● Problem to solve
Restate each entry word for word. Keep every detail intact.

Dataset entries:
•••
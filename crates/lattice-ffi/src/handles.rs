//! Handle registries
//!
//! The caller's runtime cannot hold native references, so every live object
//! is filed under an opaque `u64` handle in a kind-specific registry.
//! Resolution is a checked lookup: zero, unknown and wrong-kind handles
//! fail with [`Error::InvalidHandle`] without touching any state.

use std::collections::HashMap;
use std::sync::atomic::{AtomicU64, Ordering};
use std::sync::Arc;

use once_cell::sync::Lazy;
use parking_lot::Mutex;

use lattice_engine::{Graph, Session, Tensor};

use crate::error::{Error, HandleKind, Result};

/// Registered operation: the graph it belongs to plus its node index
#[derive(Debug, Clone, Copy)]
pub struct OperationRef {
    pub graph_handle: u64,
    pub node: usize,
}

/// A session entry remembers the graph handle it was created against so
/// run requests can reject operations from a different graph.
#[derive(Debug, Clone)]
pub struct SessionEntry {
    pub session: Arc<Mutex<Session>>,
    pub graph_handle: u64,
}

pub static GRAPH_REGISTRY: Lazy<Mutex<HashMap<u64, Arc<Mutex<Graph>>>>> =
    Lazy::new(|| Mutex::new(HashMap::new()));

pub static SESSION_REGISTRY: Lazy<Mutex<HashMap<u64, SessionEntry>>> =
    Lazy::new(|| Mutex::new(HashMap::new()));

pub static OPERATION_REGISTRY: Lazy<Mutex<HashMap<u64, OperationRef>>> =
    Lazy::new(|| Mutex::new(HashMap::new()));

pub static TENSOR_REGISTRY: Lazy<Mutex<HashMap<u64, Tensor>>> =
    Lazy::new(|| Mutex::new(HashMap::new()));

static NEXT_HANDLE: AtomicU64 = AtomicU64::new(1);

/// Allocate a fresh handle; 0 is reserved as the invalid handle
pub fn next_handle() -> u64 {
    NEXT_HANDLE.fetch_add(1, Ordering::Relaxed)
}

/// Resolve a graph handle to its shared graph
pub fn resolve_graph(handle: u64) -> Result<Arc<Mutex<Graph>>> {
    GRAPH_REGISTRY
        .lock()
        .get(&handle)
        .cloned()
        .ok_or_else(|| Error::invalid_handle(HandleKind::Graph, handle))
}

/// Resolve a session handle to its registry entry
pub fn resolve_session(handle: u64) -> Result<SessionEntry> {
    SESSION_REGISTRY
        .lock()
        .get(&handle)
        .cloned()
        .ok_or_else(|| Error::invalid_handle(HandleKind::Session, handle))
}

/// Resolve an operation handle to its graph binding
pub fn resolve_operation(handle: u64) -> Result<OperationRef> {
    OPERATION_REGISTRY
        .lock()
        .get(&handle)
        .copied()
        .ok_or_else(|| Error::invalid_handle(HandleKind::Operation, handle))
}

/// Check that a tensor handle is registered, without taking the tensor
pub fn check_tensor(handle: u64) -> Result<()> {
    if TENSOR_REGISTRY.lock().contains_key(&handle) {
        Ok(())
    } else {
        Err(Error::invalid_handle(HandleKind::Tensor, handle))
    }
}

/// Copy a tensor out of the registry, leaving the entry in place
pub fn peek_tensor(handle: u64) -> Result<Tensor> {
    TENSOR_REGISTRY
        .lock()
        .get(&handle)
        .cloned()
        .ok_or_else(|| Error::invalid_handle(HandleKind::Tensor, handle))
}

/// Remove a tensor from the registry, transferring ownership to the caller
pub fn take_tensor(handle: u64) -> Result<Tensor> {
    TENSOR_REGISTRY
        .lock()
        .remove(&handle)
        .ok_or_else(|| Error::invalid_handle(HandleKind::Tensor, handle))
}

/// Take a whole array of tensors in one registry transaction
///
/// Either every handle resolves and every tensor transfers out, or nothing
/// is removed. A handle listed twice is rejected: its second use would be
/// consuming an already-consumed value.
pub fn take_tensors(handles: &[u64]) -> Result<Vec<Tensor>> {
    let mut registry = TENSOR_REGISTRY.lock();
    let mut taken: Vec<(u64, Tensor)> = Vec::with_capacity(handles.len());
    for &handle in handles {
        match registry.remove(&handle) {
            Some(tensor) => taken.push((handle, tensor)),
            None => {
                // Unknown handle, or a duplicate already consumed above;
                // put everything back before failing.
                for (restored, tensor) in taken {
                    registry.insert(restored, tensor);
                }
                return Err(Error::invalid_handle(HandleKind::Tensor, handle));
            }
        }
    }
    Ok(taken.into_iter().map(|(_, tensor)| tensor).collect())
}

/// Register a tensor and return its new handle
pub fn register_tensor(tensor: Tensor) -> u64 {
    let handle = next_handle();
    TENSOR_REGISTRY.lock().insert(handle, tensor);
    handle
}

/// Clear every registry (test isolation)
pub fn clear_all_registries() {
    GRAPH_REGISTRY.lock().clear();
    SESSION_REGISTRY.lock().clear();
    OPERATION_REGISTRY.lock().clear();
    TENSOR_REGISTRY.lock().clear();
    tracing::debug!("registries_cleared");
}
•••
● Task output
filename crates/lattice-ffi/src/handles.rs
//! Handle registries
//!
//! The caller's runtime cannot hold native references, so every live object
//! is filed under an opaque `u64` handle in a kind-specific registry.
//! Resolution is a checked lookup: zero, unknown and wrong-kind handles
//! fail with [`Error::InvalidHandle`] without touching any state.

use std::collections::HashMap;
use std::sync::atomic::{AtomicU64, Ordering};
use std::sync::Arc;

use once_cell::sync::Lazy;
use parking_lot::Mutex;

use lattice_engine::{Graph, Session, Tensor};

use crate::error::{Error, HandleKind, Result};

/// Registered operation: the graph it belongs to plus its node index
#[derive(Debug, Clone, Copy)]
pub struct OperationRef {
    pub graph_handle: u64,
    pub node: usize,
}

/// A session entry remembers the graph handle it was created against so
/// run requests can reject operations from a different graph.
#[derive(Debug, Clone)]
pub struct SessionEntry {
    pub session: Arc<Mutex<Session>>,
    pub graph_handle: u64,
}

pub static GRAPH_REGISTRY: Lazy<Mutex<HashMap<u64, Arc<Mutex<Graph>>>>> =
    Lazy::new(|| Mutex::new(HashMap::new()));

pub static SESSION_REGISTRY: Lazy<Mutex<HashMap<u64, SessionEntry>>> =
    Lazy::new(|| Mutex::new(HashMap::new()));

pub static OPERATION_REGISTRY: Lazy<Mutex<HashMap<u64, OperationRef>>> =
    Lazy::new(|| Mutex::new(HashMap::new()));

pub static TENSOR_REGISTRY: Lazy<Mutex<HashMap<u64, Tensor>>> =
    Lazy::new(|| Mutex::new(HashMap::new()));

static NEXT_HANDLE: AtomicU64 = AtomicU64::new(1);

/// Allocate a fresh handle; 0 is reserved as the invalid handle
pub fn next_handle() -> u64 {
    NEXT_HANDLE.fetch_add(1, Ordering::Relaxed)
}

/// Resolve a graph handle to its shared graph
pub fn resolve_graph(handle: u64) -> Result<Arc<Mutex<Graph>>> {
    GRAPH_REGISTRY
        .lock()
        .get(&handle)
        .cloned()
        .ok_or_else(|| Error::invalid_handle(HandleKind::Graph, handle))
}

/// Resolve a session handle to its registry entry
pub fn resolve_session(handle: u64) -> Result<SessionEntry> {
    SESSION_REGISTRY
        .lock()
        .get(&handle)
        .cloned()
        .ok_or_else(|| Error::invalid_handle(HandleKind::Session, handle))
}

/// Resolve an operation handle to its graph binding
pub fn resolve_operation(handle: u64) -> Result<OperationRef> {
    OPERATION_REGISTRY
        .lock()
        .get(&handle)
        .copied()
        .ok_or_else(|| Error::invalid_handle(HandleKind::Operation, handle))
}

/// Check that a tensor handle is registered, without taking the tensor
pub fn check_tensor(handle: u64) -> Result<()> {
    if TENSOR_REGISTRY.lock().contains_key(&handle) {
        Ok(())
    } else {
        Err(Error::invalid_handle(HandleKind::Tensor, handle))
    }
}

/// Copy a tensor out of the registry, leaving the entry in place
pub fn peek_tensor(handle: u64) -> Result<Tensor> {
    TENSOR_REGISTRY
        .lock()
        .get(&handle)
        .cloned()
        .ok_or_else(|| Error::invalid_handle(HandleKind::Tensor, handle))
}

/// Remove a tensor from the registry, transferring ownership to the caller
pub fn take_tensor(handle: u64) -> Result<Tensor> {
    TENSOR_REGISTRY
        .lock()
        .remove(&handle)
        .ok_or_else(|| Error::invalid_handle(HandleKind::Tensor, handle))
}

/// Take a whole array of tensors in one registry transaction
///
/// Either every handle resolves and every tensor transfers out, or nothing
/// is removed. A handle listed twice is rejected: its second use would be
/// consuming an already-consumed value.
pub fn take_tensors(handles: &[u64]) -> Result<Vec<Tensor>> {
    let mut registry = TENSOR_REGISTRY.lock();
    let mut taken: Vec<(u64, Tensor)> = Vec::with_capacity(handles.len());
    for &handle in handles {
        match registry.remove(&handle) {
            Some(tensor) => taken.push((handle, tensor)),
            None => {
                // Unknown handle, or a duplicate already consumed above;
                // put everything back before failing.
                for (restored, tensor) in taken {
                    registry.insert(restored, tensor);
                }
                return Err(Error::invalid_handle(HandleKind::Tensor, handle));
            }
        }
    }
    Ok(taken.into_iter().map(|(_, tensor)| tensor).collect())
}

/// Register a tensor and return its new handle
pub fn register_tensor(tensor: Tensor) -> u64 {
    let handle = next_handle();
    TENSOR_REGISTRY.lock().insert(handle, tensor);
    handle
}

/// Clear every registry (test isolation)
pub fn clear_all_registries() {
    GRAPH_REGISTRY.lock().clear();
    SESSION_REGISTRY.lock().clear();
    OPERATION_REGISTRY.lock().clear();
    TENSOR_REGISTRY.lock().clear();
    tracing::debug!("registries_cleared");
}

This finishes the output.